REQUIRED ACTION | In your reply, reproduce the lines from the first one below to the line containing "facade and the", inclusive, exactly as they stand.

DATA FOR PROCESSING |
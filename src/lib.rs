//=========================================================================
// OXO — Library Root
//
// This crate defines the public API surface of the OXO game.
//
// Responsibilities:
// - Expose the game entry point (`Engine` / `EngineBuilder`)
// - Keep internal modules (like `platform`) hidden from end users
// - Provide clean separation between the high-level facade and the
//   lower-level subsystems (board logic, rendering, assets, audio)
//
// Typical usage:
// ```no_run
// use oxo::EngineBuilder;
//
// fn main() {
//     EngineBuilder::new().build().run().unwrap();
// }
// ```
//
//=========================================================================

//--- Public Modules ------------------------------------------------------
//
// `core` holds the platform-independent game logic (board, turn order,
// event vocabulary). `assets`, `render`, and `audio` are exposed for
// extensibility, but normal application code will mostly use the
// top-level `Engine` facade.
//
pub mod assets;
pub mod audio;
pub mod core;
pub mod render;

//--- Internal Modules ----------------------------------------------------
//
// `platform` contains OS-specific logic (window, Winit integration,
// event loop, presentation) and is kept private, as it is not part of
// the public API surface.
//
// `engine` defines the main entry point and startup logic.
//
mod engine;
mod platform;

//--- Public Exports ------------------------------------------------------
//
// Re-exports the entry-point types so users can simply
// `use oxo::EngineBuilder;` without knowing the module structure.
//
pub mod prelude;
pub use engine::{Engine, EngineBuilder, EngineError};
//=========================================================================
// Game Session
//
// The running game: board, turn order, win banner, and the two-state
// loop control (Running / Stopped).
//
// Responsibilities:
// - Consume decoded events from the platform layer
// - Attempt placements for left clicks and toggle the turn on success
// - Re-check the winner after every successful placement
// - Stop on quit or escape
//
// Notes:
// The session never touches the windowing library; it sees only
// `core::Event`. Resize events are presentation-only and deliberately
// leave the board and the current turn untouched.
//
//=========================================================================

use log::{debug, info};

use crate::core::board::{Board, Tile};
use crate::core::event::{Event, KeyCode, MouseButton};
use crate::core::grid::Grid;

//=== RunState ============================================================

/// Loop control for the session.
///
/// `Stopped` is entered on a quit signal or an escape key press and is
/// never left.
#[derive(Debug, Clone, Copy, PartialEq, Eq)]
pub enum RunState {
    Running,
    Stopped,
}

//=== Game ================================================================

/// A single naughts-and-crosses session.
///
/// Naught always moves first. The current symbol flips only after a
/// successful placement; rejected clicks (occupied cell, outside the
/// board) leave the turn order unchanged.
pub struct Game {
    board: Board,
    grid: Grid,
    current: Tile,
    banner: Option<String>,
    state: RunState,
}

impl Game {
    //--- Construction -----------------------------------------------------

    /// Creates a fresh session with an empty board.
    pub fn new(grid: Grid) -> Self {
        Self {
            board: Board::new(),
            grid,
            current: Tile::Naught,
            banner: None,
            state: RunState::Running,
        }
    }

    //--- Access -----------------------------------------------------------

    pub fn board(&self) -> &Board {
        &self.board
    }

    pub fn grid(&self) -> &Grid {
        &self.grid
    }

    /// Symbol that will be placed by the next successful click.
    pub fn current(&self) -> Tile {
        self.current
    }

    /// Status text to overlay on the board, set once a line is won.
    pub fn banner(&self) -> Option<&str> {
        self.banner.as_deref()
    }

    pub fn is_running(&self) -> bool {
        self.state == RunState::Running
    }

    //--- Event Handling ---------------------------------------------------

    /// Consumes one decoded event.
    pub fn handle(&mut self, event: Event) {
        match event {
            Event::Quit => {
                info!(target: "game", "Quit requested");
                self.state = RunState::Stopped;
            }

            Event::KeyDown(KeyCode::Escape) => {
                info!(target: "game", "Escape pressed, stopping");
                self.state = RunState::Stopped;
            }

            Event::KeyDown(key) => {
                debug!(target: "game", "Ignoring key press: {:?}", key);
            }

            Event::MouseDown {
                button: MouseButton::Left,
                x,
                y,
            } => self.try_place(x, y),

            Event::MouseDown { button, .. } => {
                debug!(target: "game", "Ignoring {:?} click", button);
            }

            // Surface recreation happens in the platform layer; board
            // state and turn order are preserved across resizes.
            Event::Resized { width, height } => {
                debug!(target: "game", "Window resized to {}x{}", width, height);
            }
        }
    }

    //--- Internal Helpers -------------------------------------------------

    /// Attempts a placement at the clicked pixel. On success, flips the
    /// turn and re-checks the winner.
    fn try_place(&mut self, x: u32, y: u32) {
        let Some((col, row)) = self.grid.screen_to_board(x, y) else {
            debug!(target: "game", "Click at ({}, {}) is outside the board", x, y);
            return;
        };

        debug!(
            target: "game",
            "Trying to place {} at cell ({}, {})",
            self.current, col, row
        );

        if !self.board.place(self.current, col, row) {
            debug!(target: "game", "Cell ({}, {}) is occupied", col, row);
            return;
        }
        self.current.flip();

        if let Some(winner) = self.board.winner() {
            let banner = format!("{} won!!", winner);
            info!(target: "game", "{}", banner);
            self.banner = Some(banner);
        }
    }
}

//=========================================================================
// Unit Tests
//=========================================================================
//=========================================================================
// Prelude
//=========================================================================
//
// Convenience module that re-exports commonly used types.
//
// Usage:
//   use oxo::prelude::*;
//
//=========================================================================

//=== Public API ==========================================================

// Entry point
pub use crate::engine::{Engine, EngineBuilder, EngineError};

// Game logic
pub use crate::core::{Board, Event, Game, Grid, KeyCode, MouseButton, RunState, Tile};

// Resources
pub use crate::assets::{AssetError, ImageCache, Sprite};
pub use crate::audio::{AudioError, Music};
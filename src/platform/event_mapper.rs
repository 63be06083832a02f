//=========================================================================
// Platform Event Mapper
//
// Converts Winit window events into the decoded `Event` vocabulary the
// game consumes. The OS event stream is interpreted exactly once, here.
//
// Responsibilities:
// - Translate keyboard, mouse, resize, and close events
// - Track the cursor so button presses carry a position
// - Swallow events the game has no use for
//
//=========================================================================

use winit::event::{ElementState, KeyEvent, MouseButton as WinitMouseButton, WindowEvent};
use winit::keyboard::KeyCode as WinitKeyCode;
use winit::keyboard::PhysicalKey;

use crate::core::{Event, KeyCode, MouseButton};

//=== Key Conversion ======================================================
//
// Only the keys the game reacts to are named; everything else maps to
// `Unidentified` and gets logged at debug level downstream.
//

impl From<WinitKeyCode> for KeyCode {
    fn from(code: WinitKeyCode) -> Self {
        match code {
            WinitKeyCode::Escape => KeyCode::Escape,
            WinitKeyCode::Space => KeyCode::Space,
            WinitKeyCode::Enter => KeyCode::Enter,
            _ => KeyCode::Unidentified,
        }
    }
}

//=== Mouse Conversion ====================================================

impl From<WinitMouseButton> for MouseButton {
    fn from(button: WinitMouseButton) -> Self {
        match button {
            WinitMouseButton::Left => MouseButton::Left,
            WinitMouseButton::Right => MouseButton::Right,
            WinitMouseButton::Middle => MouseButton::Middle,
            _ => MouseButton::Other,
        }
    }
}

//=== EventMapper =========================================================

/// Stateful Winit → `Event` translator.
///
/// Winit reports button presses without a position, so the mapper
/// remembers the last cursor location and stamps it onto `MouseDown`.
pub struct EventMapper {
    cursor_x: f64,
    cursor_y: f64,
}

impl EventMapper {
    pub fn new() -> Self {
        Self {
            cursor_x: 0.0,
            cursor_y: 0.0,
        }
    }

    /// Decodes one window event.
    ///
    /// Returns `None` for events the game does not consume: cursor
    /// motion (tracked internally), key and button releases, focus
    /// changes, and the rest of the Winit surface.
    pub fn map(&mut self, event: &WindowEvent) -> Option<Event> {
        match event {
            WindowEvent::CloseRequested => Some(Event::Quit),

            WindowEvent::KeyboardInput {
                event:
                    KeyEvent {
                        physical_key,
                        state: ElementState::Pressed,
                        ..
                    },
                ..
            } => {
                let key = match physical_key {
                    PhysicalKey::Code(code) => KeyCode::from(*code),
                    _ => KeyCode::Unidentified,
                };
                Some(Event::KeyDown(key))
            }

            WindowEvent::MouseInput {
                state: ElementState::Pressed,
                button,
                ..
            } => Some(Event::MouseDown {
                button: MouseButton::from(*button),
                x: self.cursor_x.max(0.0) as u32,
                y: self.cursor_y.max(0.0) as u32,
            }),

            WindowEvent::CursorMoved { position, .. } => {
                self.cursor_x = position.x;
                self.cursor_y = position.y;
                None
            }

            WindowEvent::Resized(size) => Some(Event::Resized {
                width: size.width,
                height: size.height,
            }),

            _ => None,
        }
    }
}

impl Default for EventMapper {
    fn default() -> Self {
        Self::new()
    }
}

//=========================================================================
// Unit Tests
//=========================================================================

EXERCISE SOLUTION |
filename src/lib.rs
//=========================================================================
// OXO — Library Root
//
// This crate defines the public API surface of the OXO game.
//
// Responsibilities:
// - Expose the game entry point (`Engine` / `EngineBuilder`)
// - Keep internal modules (like `platform`) hidden from end users
// - Provide clean separation between the high-level facade and the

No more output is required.